Como as casas de apoio existentes na cidade exigem que o paciente tenha acompanhante, Elessandra precisa pagar do próprio bolso o aluguel de um espaço enquanto passa pelo tratamento pós-operatório.

Para as famílias que passam pela decisão de doar ou não o órgão de uma pessoa, Elessandra relata o que sentiu após finalmente passar pelo procedimento.

“Antes de transplantar eu não sabia o que dizer, porque eu pensava assim: ‘é tão difícil você pedir a Deus que ele te dê um coração, um órgão? Porque na verdade você desejaria a morte de alguém, mesmo sem desejar. Mas depois que eu transplantei, eu percebi o quanto esse doador é importante na vida da gente. Ele é um anjo.
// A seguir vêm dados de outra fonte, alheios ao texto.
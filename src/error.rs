/// Errors raised while resolving a single table row.
///
/// Every variant aborts the line it was raised for and nothing else.
#[derive(thiserror::Error, Debug, Clone, PartialEq, Eq)]
pub enum Error {
    #[error("malformed field `{token}`")]
    MalformedField { token: String },
    #[error("value {value:#x} of `{token}` does not fit in {width} bits")]
    MalformedRange { token: String, value: u64, width: u32 },
    #[error("`{mnemonic}` needs {bits} significant bits, more than the 64-bit working width")]
    Overflow { mnemonic: String, bits: usize },
    #[error("`{mnemonic}` holds unresolved operand `{name}`")]
    UnresolvedOperand { mnemonic: String, name: String },
    #[error("`{mnemonic}` is {width} bits wide, expected 32")]
    WidthMismatch { mnemonic: String, width: usize },
    #[error("empty table row")]
    EmptyLine,
}

pub type Result<T> = std::result::Result<T, Error>;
Você já imaginou um pedaço de você viver em cada pessoa? Seus olhos estão enxergando em Manaus, o coração batendo em Campo Grande”, contou emocionada.

Assim como ela, o caminhoneiro Elido Silva, de 52 anos, também enfrentou a batalha de receber o novo órgão. Mas diferente dela, foi um dos três agraciados em passar pela cirurgia aqui na Capital.

À reportagem, ele contou que foi diagnosticado com a doença de Chagas em 2019, uma vez que viajava por todo o Brasil, principalmente para as regiões onde a enfermidade é mais comum. Com o passar dos dias, os sintomas foram piorando e, ao procurar um especialista, descobriu que entre os problemas, estava com insuficiência cardíaca.

Elido conta que a cirurgia quase não deixou cicatriz pelo corpo (Foto: Juliano Almeida)
Elido conta que a cirurgia quase não deixou cicatriz pelo corpo (Foto: Juliano Almeida)

“Eu fiz a cirurgia em Campo Grande, na Santa Casa, no dia 29 de abril de 2020. Eu fiquei preocupado, mas o doutor Mauro, que é um excelente medico, me tranquilizou”, disse.

Três anos depois, Elido conta que o quadro de saúde melhorou muito, apesar de ainda conviver com algumas condições. “Quando eu estava no hospital, eu nem acreditei que tinha feito uma cirurgia dessa magnitude, nem parecia que eu tinha feito um transplante, foi uma cirurgia tão bem feita que nem parecia que tinha feito cirurgia”, ressaltou.

Elido com família e amigos no antes e depois do transplante (Foto: Arquivo Pessoal)
Elido com família e amigos no antes e depois do transplante (Foto: Arquivo Pessoal)

Como ser doador de órgãos - Na maioria dos transplantes, o órgão só pode ser retirado quando o paciente for declarado com morte encefálica, ou seja, quando o cérebro morre, mas as outras funções do corpo são mantidas através de máquinas.

Para ser doador, a pessoa precisa avisar a família do desejo. Entretanto, somente os responsáveis podem garantir que o órgão seja doado, mesmo que tenha sido autorizado em vida, pela pessoa que morreu.

Além do coração, podem ser doados pulmão, pâncreas, vasos sanguíneos, ossos, intestino, ossículos do ouvido, pele, válvulas cardíacas, córneas, medula óssea, fígado, rins, tendões e meninges.

Em todo o Brasil, 385 pessoas estão na fila por um novo coração.